I just setup a wireguard server and I cannot connect my iphone to this server. don't know why, before I use freebsd computer as wireguard server was OK.
server
server conf:

network.wg0=interface
network.wg0.proto='wireguard'
network.wg0.private_key=''
network.wg0.listen_port='8161'
network.wg0.addresses='10.13.0.1/32'

peer conf:

network.@wireguard_wg0[2]=wireguard_wg0
network.@wireguard_wg0[2].description='iphone'
network.@wireguard_wg0[2].public_key='***'
network.@wireguard_wg0[2].allowed_ips='10.13.0.4/32'

client
iphone conf:

public_key='***'
Endpoint ="server ip:8161"
AllowedIPs = "server LAN"

Missing port opening firewall rule.

Missing client address, private key.

my iphone conf was working before (freebsd as wireguard sever).
and I have also setup site to site peers was OK.
Just iphone not working.

wg show

interface: wg0
  public key: *********************
  private key: (hidden)
  listening port: 8161

peer: ********************
  endpoint: anotherWAN:8161
  allowed ips: LAN.0/24
  latest handshake: 1 minute, 13 seconds ago
  transfer: 1.63 MiB received, 18.83 MiB sent
peer: ***************
  allowed ips: 10.13.0.4/32

iptables-save -c -t filter | grep -e 8161

[0:0] -A zone_wan_input -p udp -m udp --sport 8161 -m comment --comment "!fw3: Allow-Wireguard-Inbound" -j ACCEPT

This is wrong.
You need to use the dest_port option.

I need change "8161" to "dest_port" at the Source port ?

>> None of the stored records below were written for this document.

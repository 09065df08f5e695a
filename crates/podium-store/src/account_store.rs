//! Account persistence and conditional balance updates.
//!
//! The credit balance is the most contended row in the system. It is never
//! mutated through read-modify-write at the application layer: every
//! mutation here is a single conditional `UPDATE` whose affected-row count
//! (or `RETURNING` row) tells the caller whether the precondition held.
//! Concurrent chargers therefore cannot both succeed against a stale read.

use chrono::{DateTime, Utc};
use sqlx::PgPool;
use uuid::Uuid;

use podium_types::{Account, AccountId};

use crate::error::StoreError;

/// Operations on the `accounts` table.
pub struct AccountStore<'a> {
    pool: &'a PgPool,
}

/// Raw row shape of the `accounts` table.
#[derive(Debug, sqlx::FromRow)]
pub struct AccountRow {
    /// Internal identifier.
    pub id: Uuid,
    /// External authentication identity.
    pub external_id: String,
    /// Display name.
    pub username: String,
    /// Cached avatar URL.
    pub avatar_url: Option<String>,
    /// Current credit balance.
    pub credit_balance: i64,
    /// Accrual anchor timestamp.
    pub last_accrual_at: DateTime<Utc>,
    /// Admin flag.
    pub is_admin: bool,
    /// Creation timestamp.
    pub created_at: DateTime<Utc>,
}

impl From<AccountRow> for Account {
    fn from(row: AccountRow) -> Self {
        Self {
            id: AccountId::from(row.id),
            external_id: row.external_id,
            username: row.username,
            avatar_url: row.avatar_url,
            credit_balance: row.credit_balance,
            last_accrual_at: row.last_accrual_at,
            is_admin: row.is_admin,
            created_at: row.created_at,
        }
    }
}

/// Columns selected for every account read.
const ACCOUNT_COLUMNS: &str =
    "id, external_id, username, avatar_url, credit_balance, last_accrual_at, is_admin, created_at";

impl<'a> AccountStore<'a> {
    /// Create a new account store bound to a connection pool.
    pub const fn new(pool: &'a PgPool) -> Self {
        Self { pool }
    }

    /// Create the account for an external identity, or refresh its profile
    /// fields if it already exists.
    ///
    /// Called by the authentication collaborator on every successful login.
    /// The credit fields are untouched on conflict.
    ///
    /// # Errors
    ///
    /// Returns [`StoreError::Postgres`] if the upsert fails.
    pub async fn upsert_on_login(
        &self,
        external_id: &str,
        username: &str,
        avatar_url: Option<&str>,
        now: DateTime<Utc>,
    ) -> Result<Account, StoreError> {
        let row = sqlx::query_as::<_, AccountRow>(
            r"INSERT INTO accounts (id, external_id, username, avatar_url, credit_balance, last_accrual_at, created_at)
              VALUES ($1, $2, $3, $4, 0, $5, $5)
              ON CONFLICT (external_id)
              DO UPDATE SET username = EXCLUDED.username, avatar_url = EXCLUDED.avatar_url
              RETURNING id, external_id, username, avatar_url, credit_balance, last_accrual_at, is_admin, created_at",
        )
        .bind(AccountId::new().into_inner())
        .bind(external_id)
        .bind(username)
        .bind(avatar_url)
        .bind(now)
        .fetch_one(self.pool)
        .await?;

        Ok(row.into())
    }

    /// Fetch a single account by id.
    ///
    /// # Errors
    ///
    /// Returns [`StoreError::Postgres`] if the query fails.
    pub async fn get(&self, id: AccountId) -> Result<Option<Account>, StoreError> {
        let row = sqlx::query_as::<_, AccountRow>(&format!(
            "SELECT {ACCOUNT_COLUMNS} FROM accounts WHERE id = $1"
        ))
        .bind(id.into_inner())
        .fetch_optional(self.pool)
        .await?;

        Ok(row.map(Into::into))
    }

    /// Fetch every account, username ascending.
    ///
    /// The ranking engine uses this as the roster: accounts with zero
    /// votes still appear in the standings.
    ///
    /// # Errors
    ///
    /// Returns [`StoreError::Postgres`] if the query fails.
    pub async fn list(&self) -> Result<Vec<Account>, StoreError> {
        let rows = sqlx::query_as::<_, AccountRow>(&format!(
            "SELECT {ACCOUNT_COLUMNS} FROM accounts ORDER BY username"
        ))
        .fetch_all(self.pool)
        .await?;

        Ok(rows.into_iter().map(Into::into).collect())
    }

    /// Every account id, for bulk per-row operations.
    ///
    /// # Errors
    ///
    /// Returns [`StoreError::Postgres`] if the query fails.
    pub async fn list_ids(&self) -> Result<Vec<AccountId>, StoreError> {
        let ids: Vec<(Uuid,)> = sqlx::query_as("SELECT id FROM accounts")
            .fetch_all(self.pool)
            .await?;

        Ok(ids.into_iter().map(|(id,)| AccountId::from(id)).collect())
    }

    /// Persist an accrual computed by the credit ledger.
    ///
    /// Conditional on the accrual anchor still matching what the ledger
    /// read, so two concurrent accruals for the same account cannot both
    /// grant the same elapsed intervals. Returns `false` when the anchor
    /// moved underneath us -- the caller simply re-reads.
    ///
    /// # Errors
    ///
    /// Returns [`StoreError::Postgres`] if the update fails.
    pub async fn persist_accrual(
        &self,
        id: AccountId,
        expected_anchor: DateTime<Utc>,
        new_balance: i64,
        new_anchor: DateTime<Utc>,
    ) -> Result<bool, StoreError> {
        let result = sqlx::query(
            r"UPDATE accounts
              SET credit_balance = $3, last_accrual_at = $4
              WHERE id = $1 AND last_accrual_at = $2",
        )
        .bind(id.into_inner())
        .bind(expected_anchor)
        .bind(new_balance)
        .bind(new_anchor)
        .execute(self.pool)
        .await?;

        Ok(result.rows_affected() == 1)
    }

    /// Atomically charge `amount` credits if the balance covers it.
    ///
    /// A single conditional `UPDATE ... WHERE credit_balance >= amount
    /// RETURNING credit_balance`. Returns the remaining balance on success,
    /// or `None` when the account could not afford the charge -- a business
    /// outcome, not an error.
    ///
    /// # Errors
    ///
    /// Returns [`StoreError::Postgres`] if the update fails.
    pub async fn charge(&self, id: AccountId, amount: i64) -> Result<Option<i64>, StoreError> {
        let remaining: Option<(i64,)> = sqlx::query_as(
            r"UPDATE accounts
              SET credit_balance = credit_balance - $2
              WHERE id = $1 AND credit_balance >= $2
              RETURNING credit_balance",
        )
        .bind(id.into_inner())
        .bind(amount)
        .fetch_optional(self.pool)
        .await?;

        Ok(remaining.map(|(balance,)| balance))
    }

    /// Shift one account's accrual anchor forward by `shift_secs`, capped
    /// at `now` so the anchor can never land in the future.
    ///
    /// Used when resuming from a global pause: paused wall-clock time must
    /// not count toward the next credit.
    ///
    /// # Errors
    ///
    /// Returns [`StoreError::Postgres`] if the update fails.
    pub async fn shift_accrual_anchor(
        &self,
        id: AccountId,
        shift_secs: i64,
        now: DateTime<Utc>,
    ) -> Result<bool, StoreError> {
        let result = sqlx::query(
            r"UPDATE accounts
              SET last_accrual_at = LEAST(last_accrual_at + make_interval(secs => $2), $3)
              WHERE id = $1",
        )
        .bind(id.into_inner())
        .bind(f64::from(u32::try_from(shift_secs.max(0)).unwrap_or(u32::MAX)))
        .bind(now)
        .execute(self.pool)
        .await?;

        Ok(result.rows_affected() == 1)
    }

    /// Grant one credit to every account below `cap`.
    ///
    /// Returns the affected-row count; accounts already at the cap are
    /// untouched, keeping the balance-bound invariant.
    ///
    /// # Errors
    ///
    /// Returns [`StoreError::Postgres`] if the update fails.
    pub async fn give_all(&self, cap: i64) -> Result<u64, StoreError> {
        let result = sqlx::query(
            "UPDATE accounts SET credit_balance = credit_balance + 1 WHERE credit_balance < $1",
        )
        .bind(cap)
        .execute(self.pool)
        .await?;

        Ok(result.rows_affected())
    }

    /// Reset every non-zero balance to zero. Returns the affected count.
    ///
    /// # Errors
    ///
    /// Returns [`StoreError::Postgres`] if the update fails.
    pub async fn reset_all(&self) -> Result<u64, StoreError> {
        let result = sqlx::query("UPDATE accounts SET credit_balance = 0 WHERE credit_balance <> 0")
            .execute(self.pool)
            .await?;

        Ok(result.rows_affected())
    }

    /// Remove an account by moderation. Cascades to its votes (both sent
    /// and received) via the foreign-key constraints.
    ///
    /// Returns `false` if the account did not exist.
    ///
    /// # Errors
    ///
    /// Returns [`StoreError::Postgres`] if the delete fails.
    pub async fn delete(&self, id: AccountId) -> Result<bool, StoreError> {
        let result = sqlx::query("DELETE FROM accounts WHERE id = $1")
            .bind(id.into_inner())
            .execute(self.pool)
            .await?;

        Ok(result.rows_affected() == 1)
    }
}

The rule should match the destination port, not the source port.

thanks a lot, it works

I have another question,
this router was connect to one side router, I just setup to use wireguard.
I have found as the site to site VPN I can only ping the side router's ip, other computers from side router all I cannot access.

It's best to mark this thread as solved and open a new one providing the proper diagnostics from both sides of the tunnel.

This topic was automatically closed 10 days after the last reply. New replies are no longer allowed.